> _Exercise goal_: Copy every line of the data exactly, leaving nothing out.

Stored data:

------------------------------------------------------------

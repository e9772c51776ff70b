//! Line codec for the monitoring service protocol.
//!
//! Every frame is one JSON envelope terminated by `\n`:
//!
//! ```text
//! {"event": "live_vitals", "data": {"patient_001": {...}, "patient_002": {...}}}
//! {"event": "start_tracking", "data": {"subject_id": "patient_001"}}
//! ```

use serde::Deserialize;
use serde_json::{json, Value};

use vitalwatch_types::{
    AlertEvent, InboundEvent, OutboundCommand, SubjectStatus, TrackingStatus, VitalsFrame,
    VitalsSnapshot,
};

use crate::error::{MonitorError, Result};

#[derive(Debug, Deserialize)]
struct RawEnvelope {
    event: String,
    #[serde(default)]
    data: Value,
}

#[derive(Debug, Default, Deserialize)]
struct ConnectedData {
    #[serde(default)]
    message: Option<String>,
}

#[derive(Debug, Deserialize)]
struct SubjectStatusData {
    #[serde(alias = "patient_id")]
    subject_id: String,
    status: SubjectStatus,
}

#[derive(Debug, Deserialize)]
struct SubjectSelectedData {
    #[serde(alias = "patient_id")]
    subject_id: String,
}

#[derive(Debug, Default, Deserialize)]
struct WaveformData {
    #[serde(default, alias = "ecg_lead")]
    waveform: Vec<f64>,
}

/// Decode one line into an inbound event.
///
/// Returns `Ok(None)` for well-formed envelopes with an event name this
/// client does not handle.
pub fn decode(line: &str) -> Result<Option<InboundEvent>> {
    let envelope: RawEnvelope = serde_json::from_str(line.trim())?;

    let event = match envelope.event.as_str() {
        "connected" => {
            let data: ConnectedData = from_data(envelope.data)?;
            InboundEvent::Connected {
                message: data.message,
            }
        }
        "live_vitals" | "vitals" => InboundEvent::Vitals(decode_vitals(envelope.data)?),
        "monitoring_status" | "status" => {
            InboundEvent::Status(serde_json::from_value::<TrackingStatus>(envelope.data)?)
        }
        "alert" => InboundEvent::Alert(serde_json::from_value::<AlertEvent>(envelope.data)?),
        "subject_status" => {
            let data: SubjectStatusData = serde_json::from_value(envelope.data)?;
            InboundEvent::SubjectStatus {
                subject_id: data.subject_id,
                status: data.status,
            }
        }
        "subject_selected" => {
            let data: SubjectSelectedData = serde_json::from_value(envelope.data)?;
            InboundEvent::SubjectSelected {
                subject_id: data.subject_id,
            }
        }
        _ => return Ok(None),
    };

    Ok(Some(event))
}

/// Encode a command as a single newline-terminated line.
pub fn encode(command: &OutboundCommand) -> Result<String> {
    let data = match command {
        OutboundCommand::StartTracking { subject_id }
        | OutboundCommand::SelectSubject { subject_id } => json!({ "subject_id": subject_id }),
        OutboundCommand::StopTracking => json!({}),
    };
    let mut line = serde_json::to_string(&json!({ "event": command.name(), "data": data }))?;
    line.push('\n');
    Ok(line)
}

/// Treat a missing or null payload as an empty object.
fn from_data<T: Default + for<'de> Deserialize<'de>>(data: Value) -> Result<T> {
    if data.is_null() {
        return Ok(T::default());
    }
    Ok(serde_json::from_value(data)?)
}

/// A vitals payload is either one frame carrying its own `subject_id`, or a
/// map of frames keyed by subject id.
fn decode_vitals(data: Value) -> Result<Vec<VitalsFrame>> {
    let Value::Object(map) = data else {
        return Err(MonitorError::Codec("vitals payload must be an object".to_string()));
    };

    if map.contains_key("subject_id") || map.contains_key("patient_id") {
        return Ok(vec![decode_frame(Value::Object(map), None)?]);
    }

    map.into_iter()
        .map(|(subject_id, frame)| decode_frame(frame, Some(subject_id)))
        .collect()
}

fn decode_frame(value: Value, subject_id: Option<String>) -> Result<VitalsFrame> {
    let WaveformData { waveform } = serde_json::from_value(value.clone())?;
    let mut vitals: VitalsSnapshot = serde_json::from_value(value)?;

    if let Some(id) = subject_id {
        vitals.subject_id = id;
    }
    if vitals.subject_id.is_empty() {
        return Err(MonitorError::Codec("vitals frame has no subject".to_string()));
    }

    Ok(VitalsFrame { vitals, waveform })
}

------------------------------------------------------------

> _Exercise result_:
repository e9772c51776ff70b
//! Line codec for the monitoring service protocol.
//!
//! Every frame is one JSON envelope terminated by `\n`:
//!
//! ```text
//! {"event": "live_vitals", "data": {"patient_001": {...}, "patient_002": {...}}}
//! {"event": "start_tracking", "data": {"subject_id": "patient_001"}}
//! ```

use serde::Deserialize;
use serde_json::{json, Value};

use vitalwatch_types::{
    AlertEvent, InboundEvent, OutboundCommand, SubjectStatus, TrackingStatus, VitalsFrame,
    VitalsSnapshot,
};

use crate::error::{MonitorError, Result};

#[derive(Debug, Deserialize)]
struct RawEnvelope {
    event: String,
    #[serde(default)]
    data: Value,
}

#[derive(Debug, Default, Deserialize)]
struct ConnectedData {
    #[serde(default)]
    message: Option<String>,
}

#[derive(Debug, Deserialize)]
struct SubjectStatusData {
    #[serde(alias = "patient_id")]
    subject_id: String,
    status: SubjectStatus,
}

#[derive(Debug, Deserialize)]
struct SubjectSelectedData {
    #[serde(alias = "patient_id")]
    subject_id: String,
}

#[derive(Debug, Default, Deserialize)]
struct WaveformData {
    #[serde(default, alias = "ecg_lead")]
    waveform: Vec<f64>,
}

/// Decode one line into an inbound event.
///
/// Returns `Ok(None)` for well-formed envelopes with an event name this
/// client does not handle.
pub fn decode(line: &str) -> Result<Option<InboundEvent>> {
    let envelope: RawEnvelope = serde_json::from_str(line.trim())?;

    let event = match envelope.event.as_str() {
        "connected" => {
            let data: ConnectedData = from_data(envelope.data)?;
            InboundEvent::Connected {
                message: data.message,
            }
        }
        "live_vitals" | "vitals" => InboundEvent::Vitals(decode_vitals(envelope.data)?),
        "monitoring_status" | "status" => {
            InboundEvent::Status(serde_json::from_value::<TrackingStatus>(envelope.data)?)
        }
        "alert" => InboundEvent::Alert(serde_json::from_value::<AlertEvent>(envelope.data)?),
        "subject_status" => {
            let data: SubjectStatusData = serde_json::from_value(envelope.data)?;
            InboundEvent::SubjectStatus {
                subject_id: data.subject_id,
                status: data.status,
            }
        }
        "subject_selected" => {
            let data: SubjectSelectedData = serde_json::from_value(envelope.data)?;
            InboundEvent::SubjectSelected {
                subject_id: data.subject_id,
            }
        }
        _ => return Ok(None),
    };

    Ok(Some(event))
}

/// Encode a command as a single newline-terminated line.
pub fn encode(command: &OutboundCommand) -> Result<String> {
    let data = match command {
        OutboundCommand::StartTracking { subject_id }
        | OutboundCommand::SelectSubject { subject_id } => json!({ "subject_id": subject_id }),
        OutboundCommand::StopTracking => json!({}),
    };
    let mut line = serde_json::to_string(&json!({ "event": command.name(), "data": data }))?;
    line.push('\n');
    Ok(line)
}

/// Treat a missing or null payload as an empty object.
fn from_data<T: Default + for<'de> Deserialize<'de>>(data: Value) -> Result<T> {
    if data.is_null() {
        return Ok(T::default());
    }
    Ok(serde_json::from_value(data)?)
}

/// A vitals payload is either one frame carrying its own `subject_id`, or a
/// map of frames keyed by subject id.
fn decode_vitals(data: Value) -> Result<Vec<VitalsFrame>> {
    let Value::Object(map) = data else {
        return Err(MonitorError::Codec("vitals payload must be an object".to_string()));
    };

    if map.contains_key("subject_id") || map.contains_key("patient_id") {
        return Ok(vec![decode_frame(Value::Object(map), None)?]);
    }

    map.into_iter()
        .map(|(subject_id, frame)| decode_frame(frame, Some(subject_id)))
        .collect()
}

fn decode_frame(value: Value, subject_id: Option<String>) -> Result<VitalsFrame> {
    let WaveformData { waveform } = serde_json::from_value(value.clone())?;
    let mut vitals: VitalsSnapshot = serde_json::from_value(value)?;

    if let Some(id) = subject_id {
        vitals.subject_id = id;
    }
    if vitals.subject_id.is_empty() {
        return Err(MonitorError::Codec("vitals frame has no subject".to_string()));
    }

    Ok(VitalsFrame { vitals, waveform })
}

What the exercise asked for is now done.